The data START

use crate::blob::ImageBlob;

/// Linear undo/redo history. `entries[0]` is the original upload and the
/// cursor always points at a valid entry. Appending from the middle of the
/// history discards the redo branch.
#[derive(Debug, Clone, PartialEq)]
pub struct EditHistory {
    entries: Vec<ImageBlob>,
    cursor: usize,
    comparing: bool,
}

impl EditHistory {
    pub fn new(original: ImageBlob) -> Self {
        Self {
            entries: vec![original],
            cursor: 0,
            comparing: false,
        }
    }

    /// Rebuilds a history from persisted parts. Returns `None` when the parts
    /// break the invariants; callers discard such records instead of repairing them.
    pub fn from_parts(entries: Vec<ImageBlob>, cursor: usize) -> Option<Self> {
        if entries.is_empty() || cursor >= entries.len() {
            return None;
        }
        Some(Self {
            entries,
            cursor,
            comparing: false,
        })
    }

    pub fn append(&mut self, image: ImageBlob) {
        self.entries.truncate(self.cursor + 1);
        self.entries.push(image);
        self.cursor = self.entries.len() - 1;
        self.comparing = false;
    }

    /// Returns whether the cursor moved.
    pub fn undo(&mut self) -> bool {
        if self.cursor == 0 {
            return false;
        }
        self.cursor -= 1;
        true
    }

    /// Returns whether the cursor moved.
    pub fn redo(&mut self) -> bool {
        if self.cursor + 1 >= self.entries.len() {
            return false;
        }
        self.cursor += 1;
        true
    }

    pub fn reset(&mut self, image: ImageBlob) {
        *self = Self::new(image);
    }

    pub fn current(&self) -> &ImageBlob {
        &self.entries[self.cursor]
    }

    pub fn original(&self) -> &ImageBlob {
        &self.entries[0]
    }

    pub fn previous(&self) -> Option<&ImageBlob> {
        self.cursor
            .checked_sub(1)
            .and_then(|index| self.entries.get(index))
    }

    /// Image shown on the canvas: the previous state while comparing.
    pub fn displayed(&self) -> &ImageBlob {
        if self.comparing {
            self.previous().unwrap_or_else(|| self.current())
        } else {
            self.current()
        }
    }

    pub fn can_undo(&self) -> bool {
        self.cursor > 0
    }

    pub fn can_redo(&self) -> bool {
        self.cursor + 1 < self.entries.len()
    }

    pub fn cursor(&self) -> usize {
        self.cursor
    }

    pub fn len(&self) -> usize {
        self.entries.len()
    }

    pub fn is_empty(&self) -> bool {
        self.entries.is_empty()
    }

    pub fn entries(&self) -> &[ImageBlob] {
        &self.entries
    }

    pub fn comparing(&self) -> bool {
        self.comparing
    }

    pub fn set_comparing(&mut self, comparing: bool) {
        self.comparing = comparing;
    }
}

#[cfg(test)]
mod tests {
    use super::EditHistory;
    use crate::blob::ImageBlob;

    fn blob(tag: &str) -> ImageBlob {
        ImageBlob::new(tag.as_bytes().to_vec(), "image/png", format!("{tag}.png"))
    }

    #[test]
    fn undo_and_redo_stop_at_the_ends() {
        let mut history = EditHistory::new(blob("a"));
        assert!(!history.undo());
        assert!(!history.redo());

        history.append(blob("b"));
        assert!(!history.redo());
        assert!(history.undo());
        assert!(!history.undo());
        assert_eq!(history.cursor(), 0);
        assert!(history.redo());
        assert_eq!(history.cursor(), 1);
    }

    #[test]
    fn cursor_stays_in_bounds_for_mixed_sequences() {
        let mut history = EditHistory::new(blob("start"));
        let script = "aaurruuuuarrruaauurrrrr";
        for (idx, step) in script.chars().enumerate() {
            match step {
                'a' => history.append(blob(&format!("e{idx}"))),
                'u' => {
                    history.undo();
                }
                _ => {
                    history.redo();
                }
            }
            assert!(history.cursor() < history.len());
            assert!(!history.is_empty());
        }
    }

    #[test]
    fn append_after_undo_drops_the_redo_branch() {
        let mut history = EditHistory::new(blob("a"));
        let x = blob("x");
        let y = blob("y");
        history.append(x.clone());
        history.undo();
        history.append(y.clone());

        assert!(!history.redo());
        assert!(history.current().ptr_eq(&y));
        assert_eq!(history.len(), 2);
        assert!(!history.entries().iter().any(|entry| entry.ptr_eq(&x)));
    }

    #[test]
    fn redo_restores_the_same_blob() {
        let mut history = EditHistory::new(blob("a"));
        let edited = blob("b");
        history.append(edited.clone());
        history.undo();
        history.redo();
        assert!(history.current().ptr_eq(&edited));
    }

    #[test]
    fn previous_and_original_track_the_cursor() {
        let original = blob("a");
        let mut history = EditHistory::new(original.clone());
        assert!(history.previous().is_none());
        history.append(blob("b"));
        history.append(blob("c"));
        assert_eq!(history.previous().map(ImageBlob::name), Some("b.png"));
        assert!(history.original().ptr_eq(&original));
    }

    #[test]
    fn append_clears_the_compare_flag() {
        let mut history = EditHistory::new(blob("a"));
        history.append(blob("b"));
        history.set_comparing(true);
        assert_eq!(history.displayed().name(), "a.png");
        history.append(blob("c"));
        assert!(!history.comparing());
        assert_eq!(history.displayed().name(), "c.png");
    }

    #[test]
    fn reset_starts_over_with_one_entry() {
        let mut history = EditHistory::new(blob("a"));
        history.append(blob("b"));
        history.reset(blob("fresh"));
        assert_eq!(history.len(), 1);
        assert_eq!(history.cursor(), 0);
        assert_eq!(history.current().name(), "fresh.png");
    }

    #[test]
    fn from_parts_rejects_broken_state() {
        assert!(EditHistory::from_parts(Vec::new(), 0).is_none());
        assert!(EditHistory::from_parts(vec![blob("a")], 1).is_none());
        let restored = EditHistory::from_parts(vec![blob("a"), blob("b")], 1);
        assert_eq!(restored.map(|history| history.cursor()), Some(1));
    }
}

The data END
The data START

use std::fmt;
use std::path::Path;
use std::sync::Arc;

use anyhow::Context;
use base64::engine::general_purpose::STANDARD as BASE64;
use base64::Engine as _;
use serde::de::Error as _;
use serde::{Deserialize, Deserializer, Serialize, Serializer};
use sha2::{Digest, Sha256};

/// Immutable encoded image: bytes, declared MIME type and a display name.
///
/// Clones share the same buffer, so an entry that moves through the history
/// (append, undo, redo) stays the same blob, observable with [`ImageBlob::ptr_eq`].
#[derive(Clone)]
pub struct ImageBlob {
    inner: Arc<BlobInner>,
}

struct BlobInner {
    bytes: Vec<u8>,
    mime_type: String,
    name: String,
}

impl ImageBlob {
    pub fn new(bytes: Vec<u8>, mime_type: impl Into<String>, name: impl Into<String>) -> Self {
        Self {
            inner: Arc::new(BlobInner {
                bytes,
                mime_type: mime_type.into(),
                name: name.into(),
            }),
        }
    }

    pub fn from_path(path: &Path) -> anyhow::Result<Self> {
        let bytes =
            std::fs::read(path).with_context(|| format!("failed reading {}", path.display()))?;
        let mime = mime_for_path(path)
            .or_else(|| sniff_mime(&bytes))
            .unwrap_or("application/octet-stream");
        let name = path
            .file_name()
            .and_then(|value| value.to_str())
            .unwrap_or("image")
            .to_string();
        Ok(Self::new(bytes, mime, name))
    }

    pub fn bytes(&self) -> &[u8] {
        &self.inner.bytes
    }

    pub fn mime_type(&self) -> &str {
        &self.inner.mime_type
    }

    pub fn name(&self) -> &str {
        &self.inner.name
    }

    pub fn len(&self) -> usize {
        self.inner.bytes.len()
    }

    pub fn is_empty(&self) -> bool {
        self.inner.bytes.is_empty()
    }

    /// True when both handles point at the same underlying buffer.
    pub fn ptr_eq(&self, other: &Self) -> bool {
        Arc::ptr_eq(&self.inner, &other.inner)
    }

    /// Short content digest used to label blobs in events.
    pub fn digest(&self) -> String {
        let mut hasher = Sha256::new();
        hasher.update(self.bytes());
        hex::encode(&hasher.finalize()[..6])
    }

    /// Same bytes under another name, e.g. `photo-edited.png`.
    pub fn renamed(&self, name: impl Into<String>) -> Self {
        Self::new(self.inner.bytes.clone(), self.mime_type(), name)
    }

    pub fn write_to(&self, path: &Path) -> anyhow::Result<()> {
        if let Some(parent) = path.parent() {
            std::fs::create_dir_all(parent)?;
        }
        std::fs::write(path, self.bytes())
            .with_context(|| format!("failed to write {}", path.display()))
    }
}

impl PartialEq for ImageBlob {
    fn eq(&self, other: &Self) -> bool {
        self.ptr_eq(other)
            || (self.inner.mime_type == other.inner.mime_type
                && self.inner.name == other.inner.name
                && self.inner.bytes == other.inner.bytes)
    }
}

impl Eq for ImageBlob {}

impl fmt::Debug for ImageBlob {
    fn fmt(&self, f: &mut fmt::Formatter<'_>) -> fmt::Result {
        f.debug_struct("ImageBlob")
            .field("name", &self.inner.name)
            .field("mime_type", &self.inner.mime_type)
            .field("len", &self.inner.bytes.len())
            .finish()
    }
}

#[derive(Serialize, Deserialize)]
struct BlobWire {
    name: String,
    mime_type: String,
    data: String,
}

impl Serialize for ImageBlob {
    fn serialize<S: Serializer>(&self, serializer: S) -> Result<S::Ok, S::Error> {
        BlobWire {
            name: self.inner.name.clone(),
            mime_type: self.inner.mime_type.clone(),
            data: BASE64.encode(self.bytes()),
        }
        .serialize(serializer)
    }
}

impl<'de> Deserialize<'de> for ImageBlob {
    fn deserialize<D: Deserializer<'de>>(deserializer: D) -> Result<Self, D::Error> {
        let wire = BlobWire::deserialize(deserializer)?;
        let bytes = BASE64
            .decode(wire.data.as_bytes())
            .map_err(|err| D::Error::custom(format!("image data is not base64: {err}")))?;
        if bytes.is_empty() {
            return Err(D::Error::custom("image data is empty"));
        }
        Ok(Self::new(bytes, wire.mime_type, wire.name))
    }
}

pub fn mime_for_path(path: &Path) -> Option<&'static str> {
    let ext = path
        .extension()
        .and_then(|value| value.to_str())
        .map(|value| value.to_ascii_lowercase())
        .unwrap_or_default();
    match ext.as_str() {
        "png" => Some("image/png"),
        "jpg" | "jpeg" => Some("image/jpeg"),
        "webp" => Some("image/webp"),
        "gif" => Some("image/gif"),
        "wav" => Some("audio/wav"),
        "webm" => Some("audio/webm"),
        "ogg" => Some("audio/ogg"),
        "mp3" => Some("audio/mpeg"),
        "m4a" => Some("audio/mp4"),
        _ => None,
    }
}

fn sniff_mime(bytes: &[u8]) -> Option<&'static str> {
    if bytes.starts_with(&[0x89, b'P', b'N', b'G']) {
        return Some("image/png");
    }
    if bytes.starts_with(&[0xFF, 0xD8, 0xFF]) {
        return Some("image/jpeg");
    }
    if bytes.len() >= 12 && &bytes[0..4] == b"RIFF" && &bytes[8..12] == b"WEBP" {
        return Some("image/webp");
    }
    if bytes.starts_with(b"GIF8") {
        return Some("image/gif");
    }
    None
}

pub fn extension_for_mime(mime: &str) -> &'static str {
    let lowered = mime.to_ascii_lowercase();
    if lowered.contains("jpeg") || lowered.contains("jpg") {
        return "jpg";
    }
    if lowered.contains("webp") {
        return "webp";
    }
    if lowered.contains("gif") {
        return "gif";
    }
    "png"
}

The data END

In the entries above, find the line holding "of repairing them." and the line holding "self.entries.push(image);"; print both of them and every line between, exactly, and nothing else.

    /// break the invariants; callers discard such records instead of repairing them.
    pub fn from_parts(entries: Vec<ImageBlob>, cursor: usize) -> Option<Self> {
        if entries.is_empty() || cursor >= entries.len() {
            return None;
        }
        Some(Self {
            entries,
            cursor,
            comparing: false,
        })
    }

    pub fn append(&mut self, image: ImageBlob) {
        self.entries.truncate(self.cursor + 1);
        self.entries.push(image);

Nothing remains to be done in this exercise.